We report new results for Cu²⁺ adsorption on δ-MnO₂ and the resulting changes in Cu isotopic composition due to isotopic fractionation. The adsorption experiments were designed as a pH series (3.22–6.94) and an adsorption-desorption series. ⁶³Cu adsorbs preferentially on δ-MnO₂, and the degree of isotopic fractionation is 0.45 ± 0.18‰ (2σ, n = 12). Preferential desorption of ⁶⁵Cu from δ-MnO₂ was also observed. The isotopic data are consistent with a closed isotopic equilibrium model, and the degree of fractionation indicates no systematic variation with pH or reaction time.
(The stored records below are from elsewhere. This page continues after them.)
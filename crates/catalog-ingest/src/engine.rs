//! Row-by-row ingest of a catalog file into a [`CatalogStore`].

use std::collections::HashSet;
use std::fmt;
use std::str::FromStr;
use std::sync::Arc;
use std::time::Instant;

use catalog_core::models::{CatalogFields, UpsertOutcome};
use catalog_db::CatalogStore;
use catalog_storage::FileStorage;
use csv_async::{AsyncReaderBuilder, ByteRecord};
use rust_decimal::Decimal;
use tokio::io::AsyncRead;
use uuid::Uuid;

use crate::cleaning::clean_cell;
use crate::error::{IngestError, RowError};
use crate::header::{CatalogColumn, HeaderLayout};

/// Counters for one ingest run.
#[derive(Debug, Clone, Copy, Default, PartialEq, Eq)]
pub struct IngestStats {
    /// Data rows read after the header, including ones later ignored.
    pub rows_seen: u64,
    pub created: u64,
    pub updated: u64,
    /// Existing records whose fields already matched.
    pub unchanged: u64,
    /// Rows without a key, or whose upsert failed.
    pub skipped: u64,
    pub duplicate_in_file: u64,
    /// Rows with fewer cells than the header. Not reported in the summary.
    pub short_rows: u64,
}

impl IngestStats {
    pub fn summary(&self) -> String {
        format!(
            "Processing complete. Created: {}, Updated: {}, Skipped: {}",
            self.created, self.updated, self.skipped
        )
    }
}

impl fmt::Display for IngestStats {
    fn fmt(&self, f: &mut fmt::Formatter<'_>) -> fmt::Result {
        f.write_str(&self.summary())
    }
}

/// Cleaned cells of one accepted row, keyed by catalog column.
#[derive(Debug, Default)]
struct RowValues {
    unique_key: Option<String>,
    product_title: Option<String>,
    product_description: Option<String>,
    style_number: Option<String>,
    mainframe_color: Option<String>,
    size: Option<String>,
    color_name: Option<String>,
    piece_price: Option<String>,
}

impl RowValues {
    fn from_record(layout: &HeaderLayout, record: &ByteRecord) -> Self {
        let mut values = RowValues::default();

        // Later columns win when a header name repeats.
        for (index, raw) in record.iter().take(layout.len()).enumerate() {
            let Some(column) = layout.column_at(index) else {
                continue;
            };
            let cell = clean_cell(&String::from_utf8_lossy(raw));
            let slot = match column {
                CatalogColumn::UniqueKey => &mut values.unique_key,
                CatalogColumn::ProductTitle => &mut values.product_title,
                CatalogColumn::ProductDescription => &mut values.product_description,
                CatalogColumn::StyleNumber => &mut values.style_number,
                CatalogColumn::MainframeColor => &mut values.mainframe_color,
                CatalogColumn::Size => &mut values.size,
                CatalogColumn::ColorName => &mut values.color_name,
                CatalogColumn::PiecePrice => &mut values.piece_price,
            };
            *slot = cell;
        }

        values
    }

    fn into_fields(self) -> Result<CatalogFields, RowError> {
        let piece_price = self
            .piece_price
            .map(|raw| parse_price(&raw).ok_or(RowError::InvalidPrice(raw)))
            .transpose()?;

        Ok(CatalogFields {
            product_title: self.product_title,
            product_description: self.product_description,
            style_number: self.style_number,
            mainframe_color: self.mainframe_color,
            size: self.size,
            color_name: self.color_name,
            piece_price,
        })
    }
}

fn parse_price(raw: &str) -> Option<Decimal> {
    Decimal::from_str(raw)
        .or_else(|_| Decimal::from_scientific(raw))
        .ok()
}

/// Streams catalog files into a catalog store.
#[derive(Clone)]
pub struct IngestEngine {
    catalog: Arc<dyn CatalogStore>,
}

impl IngestEngine {
    pub fn new(catalog: Arc<dyn CatalogStore>) -> Self {
        Self { catalog }
    }

    /// Open `storage_key` and ingest it on behalf of `upload_id`.
    pub async fn ingest_file(
        &self,
        storage: &dyn FileStorage,
        storage_key: &str,
        upload_id: Uuid,
    ) -> Result<IngestStats, IngestError> {
        let reader = storage.open(storage_key).await?;
        self.ingest_reader(reader, upload_id).await
    }

    /// Ingest every row `reader` yields. The first row is the header.
    ///
    /// There is no surrounding transaction: if reading fails part way, rows already
    /// upserted remain.
    #[tracing::instrument(skip(self, reader), fields(upload_id = %upload_id))]
    pub async fn ingest_reader<R>(&self, reader: R, upload_id: Uuid) -> Result<IngestStats, IngestError>
    where
        R: AsyncRead + Unpin + Send,
    {
        let start = Instant::now();
        let mut csv = AsyncReaderBuilder::new()
            .has_headers(false)
            .flexible(true)
            .create_reader(reader);

        let mut record = ByteRecord::new();
        let has_header = csv
            .read_byte_record(&mut record)
            .await
            .map_err(|e| IngestError::HeaderUnreadable(e.to_string()))?;
        if !has_header {
            return Err(IngestError::HeaderUnreadable("file is empty".to_string()));
        }

        let header_cells: Vec<String> = record
            .iter()
            .map(|cell| String::from_utf8_lossy(cell).into_owned())
            .collect();
        let layout = HeaderLayout::from_raw(header_cells.iter().map(String::as_str));
        tracing::debug!(headers = ?layout.names(), "Header row normalized");
        if !layout.has_column(CatalogColumn::UniqueKey) {
            tracing::warn!(
                headers = ?layout.names(),
                "Header has no unique_key column; every row will be skipped"
            );
        }

        let mut stats = IngestStats::default();
        let mut seen_keys: HashSet<String> = HashSet::new();
        // Header is row 1.
        let mut row_number: u64 = 1;

        loop {
            row_number += 1;
            match csv.read_byte_record(&mut record).await {
                Ok(true) => {}
                Ok(false) => break,
                Err(source) => {
                    tracing::error!(
                        row_number,
                        created = stats.created,
                        updated = stats.updated,
                        skipped = stats.skipped,
                        error = %source,
                        "Catalog file became unreadable; earlier rows stay committed"
                    );
                    return Err(IngestError::Read { row_number, source });
                }
            }

            stats.rows_seen += 1;
            self.process_row(&layout, &record, row_number, upload_id, &mut seen_keys, &mut stats)
                .await;
        }

        tracing::info!(
            rows_seen = stats.rows_seen,
            created = stats.created,
            updated = stats.updated,
            unchanged = stats.unchanged,
            skipped = stats.skipped,
            duplicate_in_file = stats.duplicate_in_file,
            short_rows = stats.short_rows,
            duration_ms = start.elapsed().as_secs_f64() * 1000.0,
            "Catalog file ingested"
        );

        Ok(stats)
    }

    async fn process_row(
        &self,
        layout: &HeaderLayout,
        record: &ByteRecord,
        row_number: u64,
        upload_id: Uuid,
        seen_keys: &mut HashSet<String>,
        stats: &mut IngestStats,
    ) {
        if record.len() < layout.len() {
            tracing::debug!(
                row_number,
                cells = record.len(),
                expected = layout.len(),
                "Ignoring short row"
            );
            stats.short_rows += 1;
            return;
        }

        let mut values = RowValues::from_record(layout, record);
        let Some(unique_key) = values.unique_key.take() else {
            tracing::debug!(row_number, "Skipping row without unique_key");
            stats.skipped += 1;
            return;
        };

        if !seen_keys.insert(unique_key.clone()) {
            tracing::debug!(row_number, unique_key = %unique_key, "Duplicate key in file");
            stats.duplicate_in_file += 1;
            return;
        }

        match self.upsert_row(&unique_key, values, upload_id).await {
            Ok(UpsertOutcome::Created) => stats.created += 1,
            Ok(UpsertOutcome::Updated) => stats.updated += 1,
            Ok(UpsertOutcome::Unchanged) => stats.unchanged += 1,
            Err(error) => {
                tracing::warn!(
                    row_number,
                    unique_key = %unique_key,
                    error = %error,
                    "Failed to upsert catalog row"
                );
                stats.skipped += 1;
            }
        }
    }

    async fn upsert_row(
        &self,
        unique_key: &str,
        values: RowValues,
        upload_id: Uuid,
    ) -> Result<UpsertOutcome, RowError> {
        let fields = values.into_fields()?;
        Ok(self.catalog.upsert(unique_key, &fields, upload_id).await?)
    }
}

#[cfg(test)]
mod tests {
    use super::*;

    #[test]
    fn summary_matches_wire_format() {
        let stats = IngestStats {
            created: 2,
            updated: 1,
            skipped: 3,
            ..Default::default()
        };
        assert_eq!(
            stats.summary(),
            "Processing complete. Created: 2, Updated: 1, Skipped: 3"
        );
    }

    #[test]
    fn price_parsing() {
        assert_eq!(parse_price("12.50"), Some(Decimal::new(1250, 2)));
        assert_eq!(parse_price("1e2"), Some(Decimal::new(100, 0)));
        assert_eq!(parse_price("twelve"), None);
    }
}
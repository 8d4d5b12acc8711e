//! Tracing subscriber initialization

use tracing_subscriber::{layer::SubscriberExt, util::SubscriberInitExt, EnvFilter};

pub const DEFAULT_LOG_FILTER: &str = "catalog=debug,sqlx=warn";

/// Install the global tracing subscriber.
///
/// `RUST_LOG` wins over `default_filter`. With `json` set, events are written as one
/// JSON object per line.
pub fn init_telemetry(
    default_filter: Option<&str>,
    json: bool,
) -> Result<(), Box<dyn std::error::Error + Send + Sync>> {
    let filter = EnvFilter::try_from_default_env()
        .unwrap_or_else(|_| default_filter.unwrap_or(DEFAULT_LOG_FILTER).into());

    let registry = tracing_subscriber::registry().with(filter);
    if json {
        registry
            .with(tracing_subscriber::fmt::layer().json().with_current_span(true))
            .try_init()?;
    } else {
        registry.with(tracing_subscriber::fmt::layer()).try_init()?;
    }

    tracing::debug!(json, "Tracing initialized");
    Ok(())
}
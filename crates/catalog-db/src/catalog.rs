//! Catalog repository: product rows in the `catalog_records` table, keyed by
//! `unique_key`.

use std::collections::HashMap;

use async_trait::async_trait;
use catalog_core::models::{
    CatalogFields, CatalogListQuery, CatalogPage, CatalogRecord, UpsertOutcome,
};
use catalog_core::AppError;
use sqlx::{PgPool, Postgres, QueryBuilder, Row};
use uuid::Uuid;

use crate::store::CatalogStore;

const CATALOG_COLUMNS: &str = "id, unique_key, product_title, product_description, \
     style_number, mainframe_color, size, color_name, piece_price, updated_by_upload_id, \
     created_at, updated_at";

/// Columns matched by a free-text search.
const SEARCH_COLUMNS: &[&str] = &[
    "unique_key",
    "product_title",
    "product_description",
    "style_number",
    "color_name",
    "mainframe_color",
    "size",
];

#[derive(Clone)]
pub struct CatalogRepository {
    pool: PgPool,
}

impl CatalogRepository {
    pub fn new(pool: PgPool) -> Self {
        Self { pool }
    }
}

fn push_search_filter(builder: &mut QueryBuilder<'_, Postgres>, search: Option<&str>) {
    let Some(term) = search else {
        return;
    };
    let pattern = format!("%{}%", escape_like(term));

    builder.push(" WHERE (");
    for (i, column) in SEARCH_COLUMNS.iter().enumerate() {
        if i > 0 {
            builder.push(" OR ");
        }
        builder
            .push(*column)
            .push(" ILIKE ")
            .push_bind(pattern.clone())
            .push(" ESCAPE '\\'");
    }
    builder.push(")");
}

fn escape_like(term: &str) -> String {
    let mut escaped = String::with_capacity(term.len());
    for c in term.chars() {
        if matches!(c, '%' | '_' | '\\') {
            escaped.push('\\');
        }
        escaped.push(c);
    }
    escaped
}

#[async_trait]
impl CatalogStore for CatalogRepository {
    #[tracing::instrument(skip(self), fields(db.table = "catalog_records"))]
    async fn get_by_key(&self, unique_key: &str) -> Result<Option<CatalogRecord>, AppError> {
        let query = format!("SELECT {CATALOG_COLUMNS} FROM catalog_records WHERE unique_key = $1");
        let record = sqlx::query_as::<Postgres, CatalogRecord>(&query)
            .bind(unique_key)
            .fetch_optional(&self.pool)
            .await?;

        Ok(record)
    }

    /// Single `INSERT ... ON CONFLICT DO UPDATE`. `xmax = 0` identifies a fresh insert;
    /// `last_write_changed` is computed against the pre-update row inside the same
    /// statement, so concurrent writers for one key never interleave a read and a write.
    #[tracing::instrument(skip(self, fields), fields(db.table = "catalog_records", upload_id = %upload_id))]
    async fn upsert(
        &self,
        unique_key: &str,
        fields: &CatalogFields,
        upload_id: Uuid,
    ) -> Result<UpsertOutcome, AppError> {
        let row = sqlx::query(
            r#"
            INSERT INTO catalog_records (
                unique_key, product_title, product_description, style_number,
                mainframe_color, size, color_name, piece_price, updated_by_upload_id,
                last_write_changed
            )
            VALUES ($1, $2, $3, $4, $5, $6, $7, $8, $9, TRUE)
            ON CONFLICT (unique_key) DO UPDATE SET
                product_title = EXCLUDED.product_title,
                product_description = EXCLUDED.product_description,
                style_number = EXCLUDED.style_number,
                mainframe_color = EXCLUDED.mainframe_color,
                size = EXCLUDED.size,
                color_name = EXCLUDED.color_name,
                piece_price = EXCLUDED.piece_price,
                updated_by_upload_id = EXCLUDED.updated_by_upload_id,
                updated_at = NOW(),
                last_write_changed = (
                    catalog_records.product_title,
                    catalog_records.product_description,
                    catalog_records.style_number,
                    catalog_records.mainframe_color,
                    catalog_records.size,
                    catalog_records.color_name,
                    catalog_records.piece_price
                ) IS DISTINCT FROM (
                    EXCLUDED.product_title,
                    EXCLUDED.product_description,
                    EXCLUDED.style_number,
                    EXCLUDED.mainframe_color,
                    EXCLUDED.size,
                    EXCLUDED.color_name,
                    EXCLUDED.piece_price
                )
            RETURNING (xmax = 0) AS inserted, last_write_changed
            "#,
        )
        .bind(unique_key)
        .bind(&fields.product_title)
        .bind(&fields.product_description)
        .bind(&fields.style_number)
        .bind(&fields.mainframe_color)
        .bind(&fields.size)
        .bind(&fields.color_name)
        .bind(fields.piece_price)
        .bind(upload_id)
        .fetch_one(&self.pool)
        .await?;

        let inserted: bool = row.try_get("inserted")?;
        let changed: bool = row.try_get("last_write_changed")?;

        Ok(match (inserted, changed) {
            (true, _) => UpsertOutcome::Created,
            (false, true) => UpsertOutcome::Updated,
            (false, false) => UpsertOutcome::Unchanged,
        })
    }

    #[tracing::instrument(skip(self), fields(db.table = "catalog_records", upload_id = %upload_id))]
    async fn count_by_upload(&self, upload_id: Uuid) -> Result<i64, AppError> {
        let count: i64 = sqlx::query_scalar(
            "SELECT COUNT(*) FROM catalog_records WHERE updated_by_upload_id = $1",
        )
        .bind(upload_id)
        .fetch_one(&self.pool)
        .await?;

        Ok(count)
    }

    #[tracing::instrument(skip(self, upload_ids), fields(db.table = "catalog_records", count = upload_ids.len()))]
    async fn count_by_uploads(&self, upload_ids: &[Uuid]) -> Result<HashMap<Uuid, i64>, AppError> {
        if upload_ids.is_empty() {
            return Ok(HashMap::new());
        }

        let rows: Vec<(Uuid, i64)> = sqlx::query_as(
            r#"
            SELECT updated_by_upload_id, COUNT(*)
            FROM catalog_records
            WHERE updated_by_upload_id = ANY($1)
            GROUP BY updated_by_upload_id
            "#,
        )
        .bind(upload_ids)
        .fetch_all(&self.pool)
        .await?;

        Ok(rows.into_iter().collect())
    }

    #[tracing::instrument(skip(self, query), fields(db.table = "catalog_records", page = query.page))]
    async fn search(&self, query: &CatalogListQuery) -> Result<CatalogPage, AppError> {
        let mut count_builder: QueryBuilder<Postgres> =
            QueryBuilder::new("SELECT COUNT(*) FROM catalog_records");
        push_search_filter(&mut count_builder, query.search.as_deref());
        let total: i64 = count_builder
            .build_query_scalar()
            .fetch_one(&self.pool)
            .await?;

        let mut builder: QueryBuilder<Postgres> =
            QueryBuilder::new(format!("SELECT {CATALOG_COLUMNS} FROM catalog_records"));
        push_search_filter(&mut builder, query.search.as_deref());
        // Sort column and direction come from closed enums, never from raw input.
        builder
            .push(" ORDER BY ")
            .push(query.sort.column())
            .push(" ")
            .push(query.direction.as_sql())
            .push(", id ASC LIMIT ")
            .push_bind(query.per_page)
            .push(" OFFSET ")
            .push_bind(query.offset());

        let records = builder
            .build_query_as::<CatalogRecord>()
            .fetch_all(&self.pool)
            .await?;

        Ok(CatalogPage {
            records,
            total,
            page: query.page,
            per_page: query.per_page,
        })
    }
}
//! Persistence for uploads and catalog records
//!
//! Each table has a store trait (`UploadStore`, `CatalogStore`) with a PostgreSQL
//! repository and an in-memory implementation in [`memory`]. The worker and services
//! only ever see the traits.

pub mod catalog;
pub mod memory;
pub mod setup;
pub mod store;
pub mod upload;

pub use catalog::CatalogRepository;
pub use memory::{MemoryCatalogStore, MemoryUploadStore};
pub use setup::setup_database;
pub use store::{CatalogStore, UploadStore};
pub use upload::UploadRepository;
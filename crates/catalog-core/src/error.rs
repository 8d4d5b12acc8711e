//! Error types module
//!
//! `AppError` is the error returned by the persistence layer and the services built on
//! top of it. Component-specific errors (storage, ingestion, broadcast, intake) live in
//! their own crates and convert into `anyhow::Error` at orchestration seams.
//!
//! The `Database` variant and `From<sqlx::Error>` are gated behind the `sqlx` feature.

use std::io;

#[cfg(feature = "sqlx")]
use sqlx::Error as SqlxError;

use crate::models::UploadStatus;

#[derive(Debug, thiserror::Error)]
pub enum AppError {
    #[cfg(feature = "sqlx")]
    #[error("Database error: {0}")]
    Database(#[source] SqlxError),

    #[cfg(not(feature = "sqlx"))]
    #[error("Database error: {0}")]
    Database(String),

    #[error("Invalid input: {0}")]
    InvalidInput(String),

    #[error("Not found: {0}")]
    NotFound(String),

    #[error("Invalid status transition for upload {upload_id}: {from} -> {to}")]
    InvalidTransition {
        upload_id: uuid::Uuid,
        from: UploadStatus,
        to: UploadStatus,
    },

    #[error("Internal error: {0}")]
    Internal(String),

    #[error("Internal error with source")]
    InternalWithSource {
        message: String,
        #[source]
        source: anyhow::Error,
    },
}

impl AppError {
    /// True when retrying the same operation cannot succeed.
    pub fn is_permanent(&self) -> bool {
        matches!(
            self,
            AppError::NotFound(_) | AppError::InvalidTransition { .. } | AppError::InvalidInput(_)
        )
    }
}

#[cfg(feature = "sqlx")]
impl From<SqlxError> for AppError {
    fn from(err: SqlxError) -> Self {
        AppError::Database(err)
    }
}

impl From<anyhow::Error> for AppError {
    fn from(err: anyhow::Error) -> Self {
        AppError::InternalWithSource {
            message: err.to_string(),
            source: err,
        }
    }
}

impl From<io::Error> for AppError {
    fn from(err: io::Error) -> Self {
        AppError::Internal(format!("IO error: {}", err))
    }
}

impl From<serde_json::Error> for AppError {
    fn from(err: serde_json::Error) -> Self {
        AppError::InvalidInput(format!("JSON parsing error: {}", err))
    }
}

impl From<uuid::Error> for AppError {
    fn from(err: uuid::Error) -> Self {
        AppError::InvalidInput(format!("UUID parsing error: {}", err))
    }
}

#[cfg(test)]
mod tests {
    use super::*;

    #[test]
    fn not_found_and_transition_errors_are_permanent() {
        assert!(AppError::NotFound("upload".into()).is_permanent());
        assert!(AppError::InvalidTransition {
            upload_id: uuid::Uuid::new_v4(),
            from: UploadStatus::Completed,
            to: UploadStatus::Processing,
        }
        .is_permanent());
        assert!(!AppError::Internal("pool timed out".into()).is_permanent());
    }

    #[test]
    fn transition_error_message_names_both_states() {
        let err = AppError::InvalidTransition {
            upload_id: uuid::Uuid::nil(),
            from: UploadStatus::Failed,
            to: UploadStatus::Completed,
        };
        let msg = err.to_string();
        assert!(msg.contains("failed -> completed"), "got: {msg}");
    }
}
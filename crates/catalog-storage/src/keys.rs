//! Shared key generation for stored uploads.

/// Directory all uploaded files are stored under.
pub const UPLOAD_PREFIX: &str = "uploads";

/// Storage key for an uploaded file: `uploads/{filename}`.
pub fn upload_key(filename: &str) -> String {
    format!("{}/{}", UPLOAD_PREFIX, filename)
}

#[cfg(test)]
mod tests {
    use super::*;

    #[test]
    fn upload_key_is_prefixed() {
        assert_eq!(upload_key("1700000000_prices.csv"), "uploads/1700000000_prices.csv");
    }
}
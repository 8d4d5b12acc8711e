use crate::traits::{FileReader, FileStorage, StorageError, StorageResult};
use async_trait::async_trait;
use bytes::Bytes;
use std::path::{Path, PathBuf};
use std::time::Instant;
use tokio::fs;
use tokio::io::AsyncWriteExt;

/// Local filesystem storage implementation
#[derive(Clone, Debug)]
pub struct LocalStorage {
    base_path: PathBuf,
}

impl LocalStorage {
    /// Create a new LocalStorage rooted at `base_path`, creating the directory if needed.
    pub async fn new(base_path: impl Into<PathBuf>) -> StorageResult<Self> {
        let base_path = base_path.into();

        fs::create_dir_all(&base_path).await.map_err(|e| {
            StorageError::ConfigError(format!(
                "Failed to create storage directory {}: {}",
                base_path.display(),
                e
            ))
        })?;

        Ok(LocalStorage { base_path })
    }

    pub fn base_path(&self) -> &Path {
        &self.base_path
    }

    /// Convert storage key to filesystem path, rejecting keys that could escape the
    /// base directory.
    fn key_to_path(&self, storage_key: &str) -> StorageResult<PathBuf> {
        if storage_key.is_empty() || storage_key.contains("..") || storage_key.starts_with('/') {
            return Err(StorageError::InvalidKey(format!(
                "Storage key {:?} contains invalid characters",
                storage_key
            )));
        }

        let path = self.base_path.join(storage_key);

        let base_canonical = self.base_path.canonicalize().map_err(|e| {
            StorageError::ConfigError(format!("Failed to canonicalize base path: {}", e))
        })?;

        if let Ok(canonical) = path.canonicalize() {
            if canonical.strip_prefix(&base_canonical).is_err() {
                return Err(StorageError::InvalidKey(
                    "Storage key resolves outside storage directory".to_string(),
                ));
            }
        }

        Ok(path)
    }

    async fn ensure_parent_dir(&self, path: &Path) -> StorageResult<()> {
        if let Some(parent) = path.parent() {
            fs::create_dir_all(parent).await?;
        }
        Ok(())
    }
}

#[async_trait]
impl FileStorage for LocalStorage {
    async fn store(&self, storage_key: &str, data: Bytes) -> StorageResult<()> {
        let path = self.key_to_path(storage_key)?;
        self.ensure_parent_dir(&path).await?;
        let start = Instant::now();

        let mut file = fs::File::create(&path).await.map_err(|e| {
            StorageError::StoreFailed(format!("Failed to create file {}: {}", path.display(), e))
        })?;

        file.write_all(&data).await.map_err(|e| {
            StorageError::StoreFailed(format!("Failed to write file {}: {}", path.display(), e))
        })?;

        file.sync_all().await.map_err(|e| {
            StorageError::StoreFailed(format!("Failed to sync file {}: {}", path.display(), e))
        })?;

        tracing::info!(
            path = %path.display(),
            key = %storage_key,
            size_bytes = data.len(),
            duration_ms = start.elapsed().as_secs_f64() * 1000.0,
            "Local storage write successful"
        );

        Ok(())
    }

    async fn store_stream(&self, storage_key: &str, mut reader: FileReader) -> StorageResult<u64> {
        let path = self.key_to_path(storage_key)?;
        self.ensure_parent_dir(&path).await?;
        let start = Instant::now();

        let mut file = fs::File::create(&path).await.map_err(|e| {
            StorageError::StoreFailed(format!("Failed to create file {}: {}", path.display(), e))
        })?;

        let bytes_copied = tokio::io::copy(&mut reader, &mut file).await.map_err(|e| {
            StorageError::StoreFailed(format!(
                "Failed to write stream to file {}: {}",
                path.display(),
                e
            ))
        })?;

        file.sync_all().await.map_err(|e| {
            StorageError::StoreFailed(format!("Failed to sync file {}: {}", path.display(), e))
        })?;

        tracing::info!(
            path = %path.display(),
            key = %storage_key,
            size_bytes = bytes_copied,
            duration_ms = start.elapsed().as_secs_f64() * 1000.0,
            "Local storage stream write successful"
        );

        Ok(bytes_copied)
    }

    async fn open(&self, storage_key: &str) -> StorageResult<FileReader> {
        let path = self.key_to_path(storage_key)?;

        if !fs::try_exists(&path).await.unwrap_or(false) {
            return Err(StorageError::NotFound(storage_key.to_string()));
        }

        let file = fs::File::open(&path).await.map_err(|e| {
            StorageError::ReadFailed(format!("Failed to open file {}: {}", path.display(), e))
        })?;

        tracing::debug!(path = %path.display(), key = %storage_key, "Opened stored file");

        Ok(Box::pin(file))
    }

    async fn delete(&self, storage_key: &str) -> StorageResult<()> {
        let path = self.key_to_path(storage_key)?;

        if !fs::try_exists(&path).await.unwrap_or(false) {
            return Ok(());
        }

        fs::remove_file(&path).await.map_err(|e| {
            StorageError::DeleteFailed(format!("Failed to delete file {}: {}", path.display(), e))
        })?;

        tracing::info!(path = %path.display(), key = %storage_key, "Local storage delete successful");

        Ok(())
    }

    async fn exists(&self, storage_key: &str) -> StorageResult<bool> {
        let path = self.key_to_path(storage_key)?;
        Ok(fs::try_exists(&path).await.unwrap_or(false))
    }
}

#[cfg(test)]
mod tests {
    use super::*;
    use tempfile::tempdir;
    use tokio::io::AsyncReadExt;

    async fn read_all(storage: &LocalStorage, key: &str) -> Vec<u8> {
        let mut reader = storage.open(key).await.unwrap();
        let mut buf = Vec::new();
        reader.read_to_end(&mut buf).await.unwrap();
        buf
    }

    #[tokio::test]
    async fn test_store_and_open() {
        let dir = tempdir().unwrap();
        let storage = LocalStorage::new(dir.path()).await.unwrap();

        storage
            .store("uploads/test.csv", Bytes::from_static(b"unique_key\nA1\n"))
            .await
            .unwrap();

        assert_eq!(read_all(&storage, "uploads/test.csv").await, b"unique_key\nA1\n");
    }

    #[tokio::test]
    async fn test_path_traversal_rejected() {
        let dir = tempdir().unwrap();
        let storage = LocalStorage::new(dir.path()).await.unwrap();

        let result = storage.open("../../../etc/passwd").await;
        assert!(matches!(result, Err(StorageError::InvalidKey(_))));

        let result = storage.delete("../etc/passwd").await;
        assert!(matches!(result, Err(StorageError::InvalidKey(_))));

        let result = storage.exists("/etc/passwd").await;
        assert!(matches!(result, Err(StorageError::InvalidKey(_))));
    }

    #[tokio::test]
    async fn test_open_missing_is_not_found() {
        let dir = tempdir().unwrap();
        let storage = LocalStorage::new(dir.path()).await.unwrap();

        let result = storage.open("uploads/missing.csv").await;
        assert!(matches!(result, Err(StorageError::NotFound(_))));
    }

    #[tokio::test]
    async fn test_delete_nonexistent_is_ok() {
        let dir = tempdir().unwrap();
        let storage = LocalStorage::new(dir.path()).await.unwrap();

        assert!(storage.delete("uploads/nonexistent.csv").await.is_ok());
    }

    #[tokio::test]
    async fn test_exists_and_delete() {
        let dir = tempdir().unwrap();
        let storage = LocalStorage::new(dir.path()).await.unwrap();

        storage
            .store("uploads/exists.csv", Bytes::from_static(b"x"))
            .await
            .unwrap();
        assert!(storage.exists("uploads/exists.csv").await.unwrap());

        storage.delete("uploads/exists.csv").await.unwrap();
        assert!(!storage.exists("uploads/exists.csv").await.unwrap());
    }

    #[tokio::test]
    async fn test_store_stream() {
        let dir = tempdir().unwrap();
        let storage = LocalStorage::new(dir.path()).await.unwrap();

        let data = b"stream test data".to_vec();
        let reader: FileReader = Box::pin(std::io::Cursor::new(data.clone()));

        let written = storage.store_stream("uploads/stream.csv", reader).await.unwrap();
        assert_eq!(written, data.len() as u64);
        assert_eq!(read_all(&storage, "uploads/stream.csv").await, data);
    }
}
Previously reported extended X-ray absorption fine structure study predicted the preferential adsorption of ⁶⁵Cu on δ-MnO₂, because of the formation of Cu²⁺ surface complexes (with 3–4 ligands) from dissolved Cu²⁺ (with 5 ligands); however, the opposite was observed in this study. The equilibrium in isotopic fractionation is affected by the bonding environment; hence, we suggest that dissolved Cu²⁺ species have a stronger bond than adsorbed ones.